The outcome will shape copyright eligibility for billions of AI‑generated assets, influencing market dynamics for creative industries worldwide.
The inaugural Yuan Global Talk examined how generative AI challenges traditional copyright doctrines, contrasting recent rulings in China and the United States. Host Yuan Hao introduced the technology’s rapid rise and set the stage for a comparative legal analysis of authorship.
The Beijing Internet Court’s landmark “Li v. Lu” decision held that the human who crafted detailed prompts and adjusted parameters for a Stable Diffusion image qualified as the author, while the U.S. Copyright Office continues to refuse registration for works lacking substantive human authorship. Speakers highlighted AI’s pattern‑based output, its inability to grasp causality, and the thin line between assistance and creation.

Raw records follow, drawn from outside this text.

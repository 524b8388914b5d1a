//! Banshee - AI-enhanced intraday options signal engine

pub mod api;
pub mod config;
pub mod error;
pub mod services;
pub mod sources;
pub mod types;

use std::sync::Arc;

use config::Config;
use services::SignalEngine;
use types::Instrument;

/// Application state shared across handlers.
#[derive(Clone)]
pub struct AppState {
    pub config: Arc<Config>,
    pub engine: Arc<SignalEngine>,
    pub instruments: Arc<Vec<Instrument>>,
}

/// Resolve the instrument set to run: registry defaults narrowed by the
/// configured name list.
pub fn resolve_instruments(config: &Config) -> Vec<Instrument> {
    let registry = types::builtin_instruments();
    if config.instruments.is_empty() {
        registry.into_iter().filter(|i| i.enabled).collect()
    } else {
        registry
            .into_iter()
            .filter(|i| config.instruments.contains(&i.name))
            .collect()
    }
}
//! Market session clock.
//!
//! Gates engine activity to exchange trading hours and provides the
//! session identifier the indicator store uses to reset its VWAP
//! accumulators.

use chrono::{DateTime, Datelike, FixedOffset, NaiveDate, NaiveTime, TimeZone, Utc, Weekday};

/// Clock abstraction so tests can pin the session open or closed.
pub trait SessionClock: Send + Sync {
    /// Whether the market is open at `now`.
    fn is_open(&self, now: DateTime<Utc>) -> bool;

    /// The trading date `now` belongs to, or `None` outside hours.
    /// A change of session date is the VWAP reset boundary.
    fn session_date(&self, now: DateTime<Utc>) -> Option<NaiveDate>;
}

/// NSE/BSE cash session: 09:15–15:30 IST, Monday through Friday.
/// IST has no daylight saving, so a fixed +05:30 offset is exact.
pub struct IstSessionClock {
    offset: FixedOffset,
    open: NaiveTime,
    close: NaiveTime,
}

impl IstSessionClock {
    pub fn new() -> Self {
        Self {
            offset: FixedOffset::east_opt(5 * 3600 + 30 * 60).expect("valid IST offset"),
            open: NaiveTime::from_hms_opt(9, 15, 0).expect("valid open time"),
            close: NaiveTime::from_hms_opt(15, 30, 0).expect("valid close time"),
        }
    }

    fn local(&self, now: DateTime<Utc>) -> DateTime<FixedOffset> {
        now.with_timezone(&self.offset)
    }

    fn is_trading_day(weekday: Weekday) -> bool {
        !matches!(weekday, Weekday::Sat | Weekday::Sun)
    }
}

impl Default for IstSessionClock {
    fn default() -> Self {
        Self::new()
    }
}

impl SessionClock for IstSessionClock {
    fn is_open(&self, now: DateTime<Utc>) -> bool {
        let local = self.local(now);
        let time = local.time();
        Self::is_trading_day(local.weekday()) && time >= self.open && time <= self.close
    }

    fn session_date(&self, now: DateTime<Utc>) -> Option<NaiveDate> {
        self.is_open(now).then(|| self.local(now).date_naive())
    }
}

/// Convert an epoch-millisecond timestamp to UTC.
pub fn millis_to_utc(timestamp_ms: i64) -> DateTime<Utc> {
    Utc.timestamp_millis_opt(timestamp_ms)
        .single()
        .unwrap_or_else(Utc::now)
}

Citing Margaret Bowden’s definition of creativity—“new, surprising, valuable”—and the AlphaFold breakthrough, the panel used the centaur metaphor to illustrate AI‑human partnership. Professor Cui explained how the court dissected prompt engineering, seed changes, and negative prompts to determine the user’s original contribution.
These divergent rulings signal a looming global split: jurisdictions may either extend copyright to AI‑assisted works or maintain a human‑only standard, affecting tech firms, artists, and investors. Policymakers must craft balanced frameworks that encourage innovation while protecting creators from displacement.